## Dataset extract:
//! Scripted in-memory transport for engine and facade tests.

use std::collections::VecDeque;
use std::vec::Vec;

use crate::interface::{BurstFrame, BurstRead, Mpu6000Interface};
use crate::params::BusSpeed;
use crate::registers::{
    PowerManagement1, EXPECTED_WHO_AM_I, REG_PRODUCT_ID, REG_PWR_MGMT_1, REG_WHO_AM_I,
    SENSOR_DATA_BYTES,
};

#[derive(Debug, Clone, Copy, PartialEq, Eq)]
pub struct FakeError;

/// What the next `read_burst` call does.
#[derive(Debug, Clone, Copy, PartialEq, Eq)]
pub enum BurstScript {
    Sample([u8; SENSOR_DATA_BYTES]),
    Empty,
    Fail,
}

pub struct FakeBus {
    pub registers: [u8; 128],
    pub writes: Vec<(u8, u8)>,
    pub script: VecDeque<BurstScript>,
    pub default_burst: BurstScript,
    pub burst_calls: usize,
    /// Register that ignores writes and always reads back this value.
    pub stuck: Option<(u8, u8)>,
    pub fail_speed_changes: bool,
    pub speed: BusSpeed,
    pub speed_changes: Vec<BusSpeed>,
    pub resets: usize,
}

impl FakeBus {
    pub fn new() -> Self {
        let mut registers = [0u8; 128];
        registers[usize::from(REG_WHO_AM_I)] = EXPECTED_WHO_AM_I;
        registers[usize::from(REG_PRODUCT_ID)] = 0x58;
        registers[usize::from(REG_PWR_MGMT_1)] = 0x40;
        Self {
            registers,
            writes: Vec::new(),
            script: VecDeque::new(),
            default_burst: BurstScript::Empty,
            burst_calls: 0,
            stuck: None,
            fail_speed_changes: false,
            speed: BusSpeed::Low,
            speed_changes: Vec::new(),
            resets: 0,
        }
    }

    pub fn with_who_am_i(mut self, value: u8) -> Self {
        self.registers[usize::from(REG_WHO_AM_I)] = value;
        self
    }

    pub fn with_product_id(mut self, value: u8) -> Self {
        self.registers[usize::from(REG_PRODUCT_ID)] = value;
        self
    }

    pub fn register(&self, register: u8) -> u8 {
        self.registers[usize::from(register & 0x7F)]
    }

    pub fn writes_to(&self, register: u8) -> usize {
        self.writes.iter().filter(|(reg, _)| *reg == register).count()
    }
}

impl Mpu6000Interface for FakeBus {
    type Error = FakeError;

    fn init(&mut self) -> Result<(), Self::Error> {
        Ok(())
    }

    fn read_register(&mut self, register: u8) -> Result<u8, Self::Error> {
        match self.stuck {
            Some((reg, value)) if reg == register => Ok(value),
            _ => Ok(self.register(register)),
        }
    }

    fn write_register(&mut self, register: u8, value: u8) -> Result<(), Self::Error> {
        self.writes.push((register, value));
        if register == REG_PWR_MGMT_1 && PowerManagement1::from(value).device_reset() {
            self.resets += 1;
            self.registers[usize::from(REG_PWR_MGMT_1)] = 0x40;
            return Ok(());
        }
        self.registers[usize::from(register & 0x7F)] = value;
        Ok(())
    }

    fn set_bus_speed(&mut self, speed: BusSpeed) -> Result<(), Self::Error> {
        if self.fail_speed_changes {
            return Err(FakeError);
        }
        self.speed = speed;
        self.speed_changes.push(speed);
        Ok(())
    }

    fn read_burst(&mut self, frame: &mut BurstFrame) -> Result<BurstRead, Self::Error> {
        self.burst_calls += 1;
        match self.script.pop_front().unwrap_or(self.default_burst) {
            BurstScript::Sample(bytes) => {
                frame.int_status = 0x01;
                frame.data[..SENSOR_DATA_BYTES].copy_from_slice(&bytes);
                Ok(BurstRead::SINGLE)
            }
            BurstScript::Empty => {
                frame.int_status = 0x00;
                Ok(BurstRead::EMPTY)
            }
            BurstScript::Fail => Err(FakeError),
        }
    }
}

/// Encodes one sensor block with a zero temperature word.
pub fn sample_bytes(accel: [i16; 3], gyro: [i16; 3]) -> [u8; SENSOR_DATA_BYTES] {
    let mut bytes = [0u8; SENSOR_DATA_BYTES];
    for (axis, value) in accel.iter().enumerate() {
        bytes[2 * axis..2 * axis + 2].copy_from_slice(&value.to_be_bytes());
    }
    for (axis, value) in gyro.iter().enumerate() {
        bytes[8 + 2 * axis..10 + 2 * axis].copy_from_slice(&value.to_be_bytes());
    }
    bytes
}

## Task details:
Filter the entries by the string "accel" and copy each matching line.

## Task solution:
pub fn sample_bytes(accel: [i16; 3], gyro: [i16; 3]) -> [u8; SENSOR_DATA_BYTES] {
    for (axis, value) in accel.iter().enumerate() {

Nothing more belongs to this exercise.